Roll up, roll up

Roll up, roll up

The second season of the supernatural suspense Carnivàle is coming to town.

Would-be pop princesses and stadium filling boy bands are all understandably afraid of that ‘tricky’ second album: either celebrity status is assured or else the resulting one hit wonder is banished to the annals of music trivia forever. Similarly, television shows can cement their success by delivering a spectacular second helping that surpasses the debut (Sex And The City and 24), or crash and burn with a second rate second season (One Tree Hill). Such a test now faces the award-winning Carnivàle, whose next instalment hopes to outshine its predecessor when it premieres on America Plus this week. We’re expecting all the supernatural fun of the fair.

For those unfortunate enough to have missed the first series, Carnivàle follows the lives of Ben Hawkins (Nick Stahl) – an 18-year-old escaped convict, taken in by a travelling carnival after the death of his mother – and Brother Justin Crowe (Clancy Brown), an eerily charismatic evangelist. Despite living seemingly unrelated lives, the two cross paths through apocalyptic visions and shared supernatural powers.

The show is set during the realistically staged Great Depression in the United States of America, and is surrounded by a beautifully-crafted cast of freaks and weirdos including Siamese twins, a bearded lady, a snake charmer, and a strong man, all headed by the troupe’s dwarf ringmaster (Michael J. Anderson) who communicates with the unseen ‘Management’. The cinematography of Carnivàle in both seasons is quite stunning.

But season one proved little more than a lengthy (and self-indulgent) prologue to the forthcoming season, its storyline dawdling along like the carnival caravan itself, lurching across California’s dust bowl. The long and winding journey only ever hinted at a showdown between its two titans Ben and Brother Justin, while a slew of surreal moments forced viewers to prove their allegiance, tuning in week after week, to get the smallest scrap of a storyline development.

The good news is that the opening episode on Wednesday is more focused than any of its predecessors. There are more plot and character revelations in this opener than in the rest of the debut season put together, and the story has now been pushed to the fore. Over the next 12 weeks viewers will at long last get some eagerly anticipated answers, as Ben and Brother Justin embark on a collision course that could determine the fate of the world.
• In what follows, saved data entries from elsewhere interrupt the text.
//! Bearer token authentication for the API.
//!
//! Tokens are minted by the auth service and signed with a shared HMAC secret.
//! Handlers take an [`AuthenticatedUser`] argument; the extractor rejects the
//! request with `401 Unauthorized` before the handler body runs when the token
//! is missing, malformed, expired or signed with another key.

use std::future::{Ready, ready};
use std::str::FromStr;

use actix_web::dev::Payload;
use actix_web::http::{StatusCode, header};
use actix_web::{FromRequest, HttpRequest, HttpResponse, ResponseError, web};
use chrono::{Duration, Utc};
use jsonwebtoken::{Algorithm, DecodingKey, EncodingKey, Header, Validation, decode, encode};
use serde::{Deserialize, Serialize};
use serde_json::json;
use thiserror::Error;

use crate::models::config::ServerConfig;

#[derive(Debug, Error)]
pub enum AuthError {
    #[error("missing bearer token")]
    MissingToken,

    #[error("malformed authorization header")]
    MalformedHeader,

    #[error("invalid token: {0}")]
    InvalidToken(#[from] jsonwebtoken::errors::Error),

    #[error("unsupported token algorithm `{0}`")]
    UnsupportedAlgorithm(String),

    #[error("authentication settings are not registered")]
    NotConfigured,
}

impl ResponseError for AuthError {
    fn status_code(&self) -> StatusCode {
        match self {
            AuthError::UnsupportedAlgorithm(_) | AuthError::NotConfigured => {
                StatusCode::INTERNAL_SERVER_ERROR
            }
            _ => StatusCode::UNAUTHORIZED,
        }
    }

    fn error_response(&self) -> HttpResponse {
        let status = self.status_code();
        if status == StatusCode::UNAUTHORIZED {
            HttpResponse::build(status)
                .insert_header((header::WWW_AUTHENTICATE, "Bearer"))
                .json(json!({ "detail": "Could not validate credentials" }))
        } else {
            log::error!("Authentication failure: {self}");
            HttpResponse::build(status).json(json!({ "detail": "Internal server error" }))
        }
    }
}

/// Key material and algorithm used to verify bearer tokens.
#[derive(Clone)]
pub struct AuthSettings {
    secret: String,
    algorithm: Algorithm,
}

impl AuthSettings {
    /// Accepts only HMAC algorithms since the key is a shared secret.
    pub fn new(secret: impl Into<String>, algorithm: &str) -> Result<Self, AuthError> {
        let parsed = Algorithm::from_str(algorithm.trim())
            .map_err(|_| AuthError::UnsupportedAlgorithm(algorithm.to_string()))?;
        match parsed {
            Algorithm::HS256 | Algorithm::HS384 | Algorithm::HS512 => Ok(Self {
                secret: secret.into(),
                algorithm: parsed,
            }),
            _ => Err(AuthError::UnsupportedAlgorithm(algorithm.to_string())),
        }
    }

    pub fn algorithm(&self) -> Algorithm {
        self.algorithm
    }
}

impl TryFrom<&ServerConfig> for AuthSettings {
    type Error = AuthError;

    fn try_from(config: &ServerConfig) -> Result<Self, Self::Error> {
        Self::new(config.secret.clone(), &config.jwt_algorithm)
    }
}

/// Identity of the caller carried in the token claims.
#[derive(Clone, Debug, Serialize, Deserialize, PartialEq, Eq)]
pub struct AuthenticatedUser {
    pub sub: String,
    pub email: String,
    #[serde(default)]
    pub name: String,
    pub exp: usize,
}

impl AuthenticatedUser {
    /// Sets the expiration claim relative to now.
    pub fn set_expiration(&mut self, minutes: i64) {
        let exp = Utc::now() + Duration::minutes(minutes);
        self.exp = exp.timestamp().max(0) as usize;
    }

    pub fn from_jwt(token: &str, settings: &AuthSettings) -> Result<Self, AuthError> {
        let validation = Validation::new(settings.algorithm);
        let data = decode::<Self>(
            token,
            &DecodingKey::from_secret(settings.secret.as_bytes()),
            &validation,
        )?;
        Ok(data.claims)
    }

    pub fn to_jwt(&self, settings: &AuthSettings) -> Result<String, AuthError> {
        let token = encode(
            &Header::new(settings.algorithm),
            self,
            &EncodingKey::from_secret(settings.secret.as_bytes()),
        )?;
        Ok(token)
    }
}

fn bearer_token(req: &HttpRequest) -> Result<&str, AuthError> {
    let value = req
        .headers()
        .get(header::AUTHORIZATION)
        .ok_or(AuthError::MissingToken)?
        .to_str()
        .map_err(|_| AuthError::MalformedHeader)?;

    match value.trim().split_once(' ') {
        Some((scheme, token)) if scheme.eq_ignore_ascii_case("bearer") && !token.trim().is_empty() => {
            Ok(token.trim())
        }
        _ => Err(AuthError::MalformedHeader),
    }
}

fn authenticate(req: &HttpRequest) -> Result<AuthenticatedUser, AuthError> {
    let settings = req
        .app_data::<web::Data<AuthSettings>>()
        .ok_or(AuthError::NotConfigured)?;
    let token = bearer_token(req)?;

    AuthenticatedUser::from_jwt(token, settings).map_err(|err| {
        log::warn!("Rejected bearer token: {err}");
        err
    })
}

impl FromRequest for AuthenticatedUser {
    type Error = AuthError;
    type Future = Ready<Result<Self, Self::Error>>;

    fn from_request(req: &HttpRequest, _payload: &mut Payload) -> Self::Future {
        ready(authenticate(req))
    }
}
//! Query and response shapes of the `/leads` endpoints.

use chrono::NaiveDate;
use serde::{Deserialize, Serialize};

use crate::domain::lead::Lead;
use crate::pagination::Paginated;

/// Query parameters accepted by `GET /leads/` and `GET /leads/export`.
///
/// Export ignores `limit` and `page`.
#[derive(Debug, Default, Clone, Deserialize)]
pub struct LeadListParams {
    /// Rows per page, defaults to 10.
    pub limit: Option<i64>,
    /// 1-indexed page number, defaults to 1.
    pub page: Option<i64>,
    pub from_date: Option<NaiveDate>,
    pub to_date: Option<NaiveDate>,
    /// `asc` or `desc` over the creation time, defaults to `desc`.
    pub sort: Option<String>,
    pub engaged: Option<bool>,
    pub stage: Option<i32>,
    pub search: Option<String>,
}

/// Page of leads with navigation metadata.
pub type LeadListResponse = Paginated<Lead>;

/// Result of a bulk delete.
#[derive(Debug, Serialize, PartialEq, Eq)]
pub struct DeleteLeadsResponse {
    pub deleted: usize,
}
Heightened by media hype and littered with comparisons to David Lynch’s equally weird Twin Peaks, this dark supernatural suspense, filled with magic and mayhem, was always going to achieve a cult following. Series two should now clinch mainstream success too. Perhaps winning five Emmys last year has given the Carnivàle cast and crew a well deserved confidence boost, which may be why the show is more relaxed and self-assured second time around.

A quick precy, for fans of the show: as Ben’s spiritual powers evolve, Management exposes him to the disasters that will confront the world if he doesn’t identify and conquer his nemesis, Brother Justin. In order to do this, Ben must find his father, Henry Scudder (John Savage), who holds a crucial piece of the puzzle for Ben, and for Brother Justin as well. To this end Brother Justin employs a new ‘Apostle’ – a prison inmate named Varlyn Stroud (John Carroll Lynch), while he continues spreading the Word to the weak and impoverished masses in his spiritual web. With time running out, Ben and Justin finally go to battle.

There is precious little lingering on the show’s eccentric elements in season two. The story is clearer and its supernatural elements are handled in a far more disciplined way. Carnivàle has gone from being simply a very good show to one that is compulsive weekly viewing. Even if you stumbled across season one and were nonplussed by the meandering plot, you shouldn’t linger on your first impression: like the carnival’s merry band of quirky oddballs, there is more than meets the eye to Carnivàle. Michelle Byrne.

Carnivàle seaon two starts on Wednesday November 9 at 23.00.